The House of Silk_ The New Sherlock Holmes Novel - Anthony Horowitz [47]
Johnson handed over the prize. ‘Thank you, Mr Holmes,’ he said. ‘You are quite correct in every respect. I come from a good family in Sussex and did hope once to be a pianist. When that failed, I went into the law and might well have prospered except that I found it so damnably dull. Then, one evening, a friend introduced me to the Franco-German Club in Charlotte Street. I don’t suppose you know it. There’s nothing French or German about it; the place is actually run by a Jew. Well, the moment I saw it – the unmarked door with its little grating, the windows painted out, the dark staircase leading to the brightly lit rooms above – I was doomed. Here was the excitement that was so missing from my life. I paid my two and sixpence subscription and was introduced to baccarat, to roulette, to hazard and, yes, to dice. I found myself slogging through the day simply to arrive at the enticements of the night.

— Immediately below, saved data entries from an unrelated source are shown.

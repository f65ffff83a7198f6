use crate::core::error::CollaboratorError;
use crate::core::search::SearchSignal;
use crate::core::upload::UploadSignal;

/// Events flowing through the Elm-architecture event loop.
#[derive(Debug, Clone)]
pub enum AppEvent {
    /// Periodic tick for notification TTLs and animation.
    Tick,
    /// Raw terminal input (keyboard/mouse/paste).
    Input(crossterm::event::Event),
    /// A resolved action to execute.
    Action(Action),
    /// Notification to display to the user.
    Notification(Notification),
    /// Request to quit the application.
    Quit,
    /// The reply generator answered (or failed) for a discussion turn.
    ReplyReady {
        placeholder_id: String,
        outcome: Result<String, CollaboratorError>,
    },
    Search(SearchSignal),
    Upload(UploadSignal),
}

impl From<SearchSignal> for AppEvent {
    fn from(signal: SearchSignal) -> Self {
        AppEvent::Search(signal)
    }
}

impl From<UploadSignal> for AppEvent {
    fn from(signal: UploadSignal) -> Self {
        AppEvent::Upload(signal)
    }
}

/// High-level actions dispatched by the input mapper.
#[derive(Debug, Clone, PartialEq, Eq)]
pub enum Action {
    // Navigation
    FocusSearch,
    FocusResults,
    FocusHistory,
    FocusUpload,
    TabNext,
    TabPrev,
    ToggleSidebar,

    // Modals
    ShowHelp,
    CloseHelp,

    // Application
    Quit,
}

/// Whether the sidebar or the main content has input focus.
#[derive(Debug, Clone, Copy, PartialEq, Eq)]
pub enum AreaFocus {
    Sidebar,
    Main,
}

/// Sidebar sections. Views are listed in `Focus::ALL` order.
#[derive(Debug, Clone, Copy, PartialEq, Eq)]
pub enum SidebarGroup {
    Research,
    Documents,
}

impl SidebarGroup {
    pub const ALL: [SidebarGroup; 2] = [SidebarGroup::Research, SidebarGroup::Documents];

    pub fn label(self) -> &'static str {
        match self {
            SidebarGroup::Research => "RESEARCH",
            SidebarGroup::Documents => "DOCUMENTS",
        }
    }

    pub fn views(self) -> &'static [Focus] {
        match self {
            SidebarGroup::Research => &[Focus::Search, Focus::Results, Focus::History],
            SidebarGroup::Documents => &[Focus::Upload],
        }
    }
}

/// Which top-level view has focus.
#[derive(Debug, Clone, Copy, PartialEq, Eq, Hash)]
pub enum Focus {
    Search,
    Results,
    History,
    Upload,
}

impl Focus {
    pub const ALL: [Focus; 4] = [Focus::Search, Focus::Results, Focus::History, Focus::Upload];

    pub fn label(self) -> &'static str {
        match self {
            Focus::Search => "Search",
            Focus::Results => "Results",
            Focus::History => "Search History",
            Focus::Upload => "Upload Documents",
        }
    }

    pub fn icon(self) -> &'static str {
        match self {
            Focus::Search => "⌕",
            Focus::Results => "≡",
            Focus::History => "↺",
            Focus::Upload => "⇪",
        }
    }

    pub fn group(self) -> SidebarGroup {
        match self {
            Focus::Upload => SidebarGroup::Documents,
            _ => SidebarGroup::Research,
        }
    }

    pub fn to_action(self) -> Action {
        match self {
            Focus::Search => Action::FocusSearch,
            Focus::Results => Action::FocusResults,
            Focus::History => Action::FocusHistory,
            Focus::Upload => Action::FocusUpload,
        }
    }

    pub fn next(self) -> Focus {
        let idx = Focus::ALL.iter().position(|&f| f == self).unwrap_or(0);
        Focus::ALL[(idx + 1) % Focus::ALL.len()]
    }

    pub fn prev(self) -> Focus {
        let idx = Focus::ALL.iter().position(|&f| f == self).unwrap_or(0);
        Focus::ALL[(idx + Focus::ALL.len() - 1) % Focus::ALL.len()]
    }
}

/// Notification level for the overlay system.
#[derive(Debug, Clone, Copy, PartialEq, Eq)]
pub enum NotificationLevel {
    Info,
    Success,
    Warning,
    Error,
}

/// A timed notification shown in the overlay.
#[derive(Debug, Clone)]
pub struct Notification {
    pub id: u64,
    pub message: String,
    pub level: NotificationLevel,
    /// Ticks remaining before auto-dismiss.
    pub ttl_ticks: u32,
}

pub const DEFAULT_NOTIFICATION_TTL: u32 = 100;

impl Notification {
    /// Id is assigned by `AppState` when the notification is shown.
    pub fn new(message: impl Into<String>, level: NotificationLevel) -> Self {
        Self {
            id: 0,
            message: message.into(),
            level,
            ttl_ticks: DEFAULT_NOTIFICATION_TTL,
        }
    }
}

Suddenly I was surrounded by brilliant new friends, all of them delighted to see me and all of them, of course, bonnets, which is to say they were paid by the proprietor to entice me to play. Sometimes I won. More often I lost. Five pounds one night. Ten pounds the next. Need I tell you more? My work became careless. I was sacked from my job. With the last of my savings I set myself up in these premises, thinking that a new profession, no matter how low and wretched, would occupy my mind. Not a bit of it! I still go back, night after night. I cannot prevent myself and who knows what the future holds for me? I am ashamed to think what my parents would say if they could see me. Fortunately, they are both dead. I have no wife or children. If I have one consolation, it is that nobody in this world cares about me. I therefore have no reason to be ashamed.’
Holmes paid him the money and together we returned to Baker Street. However, if I had thought we had come to the end of our day’s labours, I was very much mistaken. Holmes had examined the watch in the cab. It was a handsome piece, a minute repeater with a white enamel face in a gold case manufactured by Touchon & Co of Geneva. There was no other name or inscription, but on the reverse he found an engraved image: a bird perching on a pair of crossed keys.
‘A family crest?’ I suggested.
‘Watson, you are scintillating,’ replied he. ‘That is exactly what I believe it to be. And hopefully my encyclopaedia will enlighten us further.’
Sure enough, the pages revealed a raven and two keys to be the crest of the Ravenshaws, one of the oldest families in the kingdom with a manor house just outside the village of Coln St Aldwyn in Gloucestershire. Lord Ravenshaw, who had been a distinguished Foreign Minister in the current Administration, had recently died at the age of eighty-two. His son, the Honourable Alec Ravenshaw, was his only heir and had now inherited both the title and the family estate. Somewhat to my dismay, Holmes insisted on leaving London at once, but I knew him only too well, and, in particular, the restlessness that was so much part of his character. I did not attempt to argue. Nor, for that matter, would I have considered staying behind. Now that I come to think of it, I was as assiduous in my duties as his biographer as he was in the pursuit of his various investigations. Perhaps that was why the two of us got on so well.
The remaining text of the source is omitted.